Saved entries

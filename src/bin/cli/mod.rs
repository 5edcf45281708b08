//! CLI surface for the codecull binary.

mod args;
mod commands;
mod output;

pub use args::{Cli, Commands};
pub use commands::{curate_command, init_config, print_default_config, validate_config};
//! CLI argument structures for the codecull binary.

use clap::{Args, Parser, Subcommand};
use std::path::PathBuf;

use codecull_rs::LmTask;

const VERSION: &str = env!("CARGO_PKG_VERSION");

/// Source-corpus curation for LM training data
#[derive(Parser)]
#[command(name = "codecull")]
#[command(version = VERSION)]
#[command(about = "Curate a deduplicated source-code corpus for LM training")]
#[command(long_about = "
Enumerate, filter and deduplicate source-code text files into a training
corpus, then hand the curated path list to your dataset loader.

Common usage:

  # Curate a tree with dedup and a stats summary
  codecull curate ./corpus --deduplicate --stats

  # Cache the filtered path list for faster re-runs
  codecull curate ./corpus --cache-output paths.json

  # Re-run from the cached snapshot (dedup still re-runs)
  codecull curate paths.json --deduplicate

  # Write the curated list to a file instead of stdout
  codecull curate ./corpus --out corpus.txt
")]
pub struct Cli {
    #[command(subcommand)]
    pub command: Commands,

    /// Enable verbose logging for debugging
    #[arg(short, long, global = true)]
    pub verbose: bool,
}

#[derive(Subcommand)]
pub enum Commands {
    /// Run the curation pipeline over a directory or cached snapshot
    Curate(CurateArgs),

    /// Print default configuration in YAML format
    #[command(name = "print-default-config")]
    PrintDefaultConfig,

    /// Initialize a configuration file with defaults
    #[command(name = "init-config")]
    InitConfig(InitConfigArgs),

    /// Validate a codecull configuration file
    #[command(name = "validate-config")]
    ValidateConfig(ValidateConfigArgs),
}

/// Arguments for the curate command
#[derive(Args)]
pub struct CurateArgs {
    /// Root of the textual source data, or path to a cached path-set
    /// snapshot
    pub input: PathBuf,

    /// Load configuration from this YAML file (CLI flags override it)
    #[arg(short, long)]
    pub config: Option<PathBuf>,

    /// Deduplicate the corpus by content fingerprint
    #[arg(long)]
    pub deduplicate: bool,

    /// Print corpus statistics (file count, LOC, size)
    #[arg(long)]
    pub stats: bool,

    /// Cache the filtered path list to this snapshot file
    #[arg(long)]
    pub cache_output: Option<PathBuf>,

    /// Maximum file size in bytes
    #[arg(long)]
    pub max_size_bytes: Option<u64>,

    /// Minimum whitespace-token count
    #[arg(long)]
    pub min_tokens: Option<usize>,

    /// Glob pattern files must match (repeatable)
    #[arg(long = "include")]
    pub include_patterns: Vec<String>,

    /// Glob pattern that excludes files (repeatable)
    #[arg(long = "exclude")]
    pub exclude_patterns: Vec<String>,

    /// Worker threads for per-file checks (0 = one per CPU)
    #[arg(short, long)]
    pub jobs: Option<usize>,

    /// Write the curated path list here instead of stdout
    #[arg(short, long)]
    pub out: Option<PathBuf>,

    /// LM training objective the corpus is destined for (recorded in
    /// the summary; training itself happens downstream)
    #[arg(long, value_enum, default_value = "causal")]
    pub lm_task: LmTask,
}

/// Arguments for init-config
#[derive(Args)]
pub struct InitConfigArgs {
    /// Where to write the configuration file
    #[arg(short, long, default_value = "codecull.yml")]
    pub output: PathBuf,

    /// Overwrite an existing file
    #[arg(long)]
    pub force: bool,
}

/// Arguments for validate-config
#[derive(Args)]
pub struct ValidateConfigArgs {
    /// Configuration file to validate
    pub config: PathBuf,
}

• _Exercise_: Return the count of lines in the entries above that include the word "binary", without any added text.

• _Response below_: 2